No entanto, o significado do queer vai além disso,
pois também se refere a estranho, a algo que é difícil de definir, a aquilo que
estranha as formas convencionais e as normas. E é a potência desses outros
significados que muito interessa e que faz com que não tenhamos, em língua
portuguesa, uma palavra que dê conta de tudo isso.
Por essa razão, mesmo com todos os problemas,
continuamos a usar a palavra queer, sabendo dos seus riscos. Um deles é o
usarmos uma palavra/conceito que, aos nossos ouvidos brasileiros, soa como algo
bonito, até chique, enquanto que o queer, pelo menos antes dos estudos queer,
remetia a características que poucas pessoas gostariam de ver atribuídas a si.
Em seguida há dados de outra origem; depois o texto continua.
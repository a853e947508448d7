//! Compute device selection and transfers.

use candle_core::{DeviceLocation, Tensor};

pub type Device = candle_core::Device;

pub type DType = candle_core::DType;

/// Pick the device layers run on: CUDA, then Metal, then CPU.
///
/// `device_id` selects the accelerator ordinal and is ignored on CPU.
pub fn get_device(device_id: Option<usize>) -> crate::Result<Device> {
    let ordinal = device_id.unwrap_or(0);

    #[cfg(feature = "cuda")]
    {
        match Device::new_cuda(ordinal) {
            Ok(device) => {
                tracing::info!("Running layers on {}", device_label(&device));
                return Ok(device);
            }
            Err(e) => tracing::warn!("CUDA device {} unavailable: {}", ordinal, e),
        }
    }

    #[cfg(feature = "metal")]
    {
        match Device::new_metal(ordinal) {
            Ok(device) => {
                tracing::info!("Running layers on {}", device_label(&device));
                return Ok(device);
            }
            Err(e) => tracing::warn!("Metal device {} unavailable: {}", ordinal, e),
        }
    }

    #[cfg(not(any(feature = "cuda", feature = "metal")))]
    let _ = ordinal;

    tracing::info!("Running layers on cpu");
    Ok(Device::Cpu)
}

/// Short name such as `cpu` or `cuda:1`
pub fn device_label(device: &Device) -> String {
    match device.location() {
        DeviceLocation::Cpu => "cpu".to_string(),
        DeviceLocation::Cuda { gpu_id } => format!("cuda:{}", gpu_id),
        DeviceLocation::Metal { gpu_id } => format!("metal:{}", gpu_id),
    }
}

/// Whether moving a tensor between `a` and `b` is a no-op
pub fn same_device(a: &Device, b: &Device) -> bool {
    a.same_device(b)
}

/// Move batch rows to the compute device, skipping the copy when they
/// already live there
pub fn to_device(tensor: Tensor, device: &Device) -> crate::Result<Tensor> {
    if same_device(tensor.device(), device) {
        return Ok(tensor);
    }
    tracing::trace!(
        "Moving {:?} from {} to {}",
        tensor.dims(),
        device_label(tensor.device()),
        device_label(device)
    );
    Ok(tensor.to_device(device)?)
}
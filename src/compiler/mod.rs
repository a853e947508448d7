//! Layer splitting: turns one traced forward pass into per-layer functions.
//!
//! This module provides:
//! - `rewriter`: block-selection normalization and dead node pruning
//! - `GraphReplicator`: copies nodes into a fresh graph by name
//! - `GraphRearranger`: assigns nodes to layers and builds the layer graphs
//! - `Schema`: which layer produces and consumes each cross-layer value
//! - `LayerFunction`: interprets a layer graph with candle
//! - `FunctionGenerator`: runs the whole pipeline

mod function;
mod generator;
mod rearranger;
mod replicator;
pub mod rewriter;
mod schema;

pub use function::{LayerFn, LayerFunction};
pub use generator::FunctionGenerator;
pub use rearranger::GraphRearranger;
pub use replicator::GraphReplicator;
pub use schema::{ArgId, ArgNode, Layer, Schema};
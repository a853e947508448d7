//! Model surface: traceable modules, their components, and the GraphSAGE
//! reference model.

mod base;
mod sage;

pub use base::{Component, ComponentRegistry, Traceable};
pub use sage::{GraphSage, SageConv};
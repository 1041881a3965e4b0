use std::path::PathBuf;

/// Root directory for caches, the daemon socket and its lock files.
/// `$XDG_CACHE_HOME/coffre`, falling back to `~/.cache/coffre`.
pub fn cache_dir() -> PathBuf {
    if let Ok(dir) = std::env::var("XDG_CACHE_HOME") {
        if !dir.is_empty() {
            return PathBuf::from(dir).join("coffre");
        }
    }
    home_dir().join(".cache").join("coffre")
}

/// Default configuration file path:
/// `$XDG_CONFIG_HOME/coffre/config.yaml`, falling back to
/// `~/.config/coffre/config.yaml`.
pub fn config_file() -> PathBuf {
    if let Ok(dir) = std::env::var("XDG_CONFIG_HOME") {
        if !dir.is_empty() {
            return PathBuf::from(dir).join("coffre").join("config.yaml");
        }
    }
    home_dir().join(".config").join("coffre").join("config.yaml")
}

fn home_dir() -> PathBuf {
    std::env::var("HOME")
        .map(PathBuf::from)
        .unwrap_or_else(|_| PathBuf::from("/"))
}
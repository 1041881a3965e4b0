pub mod fs_backend;
pub mod http_backend;
pub mod mock_backend;

use std::collections::BTreeMap;

use coffre_protocol::{ByteRange, ResourceKind};
use coffre_types::{CoffreError, Mac, Result};

/// A store configuration: string keys to string values, with at least a
/// `location` entry carrying the scheme-prefixed locator.
pub type StoreConfig = BTreeMap<String, String>;

/// Build a one-entry store config from a bare location string.
pub fn store_config_from_location(location: &str) -> StoreConfig {
    let mut cfg = StoreConfig::new();
    cfg.insert("location".to_string(), location.to_string());
    cfg
}

/// The narrow resource-oriented protocol every storage backend speaks.
///
/// Resources are content-addressed by MAC. `get` on a packfile may carry
/// a byte range; other kinds are always fetched whole.
pub trait Store: Send + Sync + std::fmt::Debug {
    fn location(&self) -> &str;

    /// Return the repository's wrapped configuration bytes.
    fn open(&self) -> Result<Vec<u8>>;

    /// Write the wrapped configuration of a new repository. Fails when
    /// one already exists at this location.
    fn create(&self, config: &[u8]) -> Result<()>;

    fn list(&self, kind: ResourceKind) -> Result<Vec<Mac>>;

    /// Read a blob, or a byte range of it. A range that reaches past the
    /// end of the blob is a storage error, not a short read.
    fn get(&self, kind: ResourceKind, mac: Mac, range: Option<ByteRange>) -> Result<Vec<u8>>;

    /// Returns the number of bytes written.
    fn put(&self, kind: ResourceKind, mac: Mac, data: &[u8]) -> Result<u64>;

    fn delete(&self, kind: ResourceKind, mac: Mac) -> Result<()>;

    /// Size in bytes of a stored blob.
    fn size(&self, kind: ResourceKind, mac: Mac) -> Result<u64> {
        Ok(self.get(kind, mac, None)?.len() as u64)
    }
}

/// Open the storage backend named by `store_config["location"]` and read
/// its wrapped configuration.
///
/// Supported locators:
/// - bare path or `fs://<path>` -> local filesystem
/// - `http://` / `https://`     -> remote storage server
/// - `mock://<name>`            -> in-process mock (shared per process)
/// - `sftp://`, `ptar:`         -> recognized, not compiled in
pub fn open_store(store_config: &StoreConfig) -> Result<(Box<dyn Store>, Vec<u8>)> {
    let store = backend_for(store_config)?;
    let serialized = store.open()?;
    Ok((store, serialized))
}

/// Build a backend without touching the repository configuration.
pub fn backend_for(store_config: &StoreConfig) -> Result<Box<dyn Store>> {
    let location = store_config
        .get("location")
        .ok_or_else(|| CoffreError::Config("store config is missing 'location'".into()))?;
    let trimmed = location.trim();
    if trimmed.is_empty() {
        return Err(CoffreError::Config("store location must not be empty".into()));
    }

    if let Some(path) = trimmed.strip_prefix("fs://") {
        return Ok(Box::new(fs_backend::FsStore::new(path)));
    }
    if trimmed.starts_with("http://") || trimmed.starts_with("https://") {
        return Ok(Box::new(http_backend::HttpStore::new(trimmed)?));
    }
    if let Some(name) = trimmed.strip_prefix("mock://") {
        return Ok(Box::new(mock_backend::MockStore::shared(name)));
    }
    if trimmed == "mock" {
        return Ok(Box::new(mock_backend::MockStore::shared("default")));
    }
    if trimmed.starts_with("sftp://") {
        return Err(CoffreError::UnsupportedBackend(
            "sftp (not compiled in)".into(),
        ));
    }
    if trimmed.starts_with("ptar:") {
        return Err(CoffreError::UnsupportedBackend(
            "ptar (not compiled in)".into(),
        ));
    }

    // Bare paths are local too.
    if !trimmed.contains("://") {
        return Ok(Box::new(fs_backend::FsStore::new(trimmed)));
    }

    let scheme = trimmed.split("://").next().unwrap_or(trimmed);
    Err(CoffreError::UnsupportedBackend(scheme.to_string()))
}

#[cfg(test)]
mod tests {
    use super::*;

    #[test]
    fn bare_path_is_local() {
        let cfg = store_config_from_location("/tmp/repo");
        assert!(backend_for(&cfg).is_ok());
    }

    #[test]
    fn fs_scheme_is_local() {
        let cfg = store_config_from_location("fs:///tmp/repo");
        let store = backend_for(&cfg).unwrap();
        assert_eq!(store.location(), "/tmp/repo");
    }

    #[test]
    fn sftp_not_compiled_in() {
        let cfg = store_config_from_location("sftp://host/path");
        match backend_for(&cfg) {
            Err(CoffreError::UnsupportedBackend(s)) => assert!(s.contains("sftp")),
            other => panic!("unexpected: {other:?}"),
        }
    }

    #[test]
    fn unknown_scheme_rejected() {
        let cfg = store_config_from_location("ftp://host/path");
        assert!(matches!(
            backend_for(&cfg),
            Err(CoffreError::UnsupportedBackend(_))
        ));
    }

    #[test]
    fn missing_location_rejected() {
        let cfg = StoreConfig::new();
        assert!(matches!(backend_for(&cfg), Err(CoffreError::Config(_))));
    }
}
As pessoas ligadas aos estudos queer no Brasil, na
Espanha, Portugal e na América Latina, desde logo, mesmo usando o termo queer,
sempre se esforçaram para, junto dele, usar palavras em suas línguas que se
aproximam do insulto queer. O grupo de pesquisa que eu ajudei a criar e
coordeno na Universidade Federal da Bahia, por exemplo, remete seu nome para
uma área de nosso corpo tida como abjeta. Trata-se do ânus, ou melhor, do cu.
Por isso, nosso grupo de chama CUS,
por sinal sigla, também, de Cultura e Sexualidade.
Os estudos queer, chamados como tal, começaram a
surgir nos Estados Unidos no final dos anos 80. Várias pessoas se apropriaram
do insulto para usá-lo com a potência do estranhamento das normas sobre a
sexualidade e os gêneros. As reflexões iniciais também estavam conectadas com o
que acontecia no momento nos movimentos LGBT e feminista da época.
Parte dos ativistas questionava e criticava o fato
do movimento gay estar cada vez mais normatizado, aspirar o modelo de vida
heterossexual e por rejeitar as pessoas trans, lésbicas e as chamadas “bichas
loucas”, as afeminadas fexativas. Era também uma época crítica para o combate
ao vírus HIV, que o governo ultraconservador de Ronald Reagan insistia em
ignorar. Movimentos como o ACTUP, então,
começaram a realizar ações de desobediência civil, com forte impacto midiático.
Outro coletivo importante foi o Queer
Nation.
Já em relação ao movimento feminista, a tensão se
dava especialmente com as lésbicas, que eram rejeitadas pelas mulheres
heterossexuais. Tensões raciais também faziam parte de todo esse processo em
ambos os movimentos.
Os estudos queer entraram no Brasil, em especial,
pela área da educação. A professora Guacira Lopes Louro foi e
continua sendo uma das principais divulgadoras desses estudos. Hoje, esses
estudos já são utilizados em outras áreas do saber e ainda provocam muitas
tensões e estranhamentos.
A historinha que contei até agora tem sido recontada
nos últimos dois anos. Isso porque temos identificado, cada vez com mais
intensidade, que já tínhamos pensamentos e ações queer muito antes dos chamados
estudos queer. No Brasil, e também em outros lugares da América Latina, a obra
de Nestor
Perlongher, por exemplo, tem sido relida e considerada como um dos nossos
primórdios dos estudos queer.
Em um texto de minha autoria, ainda não publicado,
sugiro que precisamos atentar para o quanto o queer, entre nós, esteve (e
continua estando) presente na literatura (João Gilberto Noll), no teatro (Dzi Croquettes) e também
nas obras de pessoas influenciadas por Foucault, Deleuze e Derrida, três
autores franceses centrais para os estudos queer. Um exemplo? Suely Rolnik e o seu Cartografia sentimental, transformações
contemporâneas do desejo, inicialmente publicado em 1989, e Edward MacRae,
em A construção da igualdade e ao
artigo Os respeitosos militantes e as
bichas loucas. Este último texto republicamos no primeiro livro do CUS, que
pode ser acessado aqui.
Mas o que isso tudo tem a ver com a Cena Queer?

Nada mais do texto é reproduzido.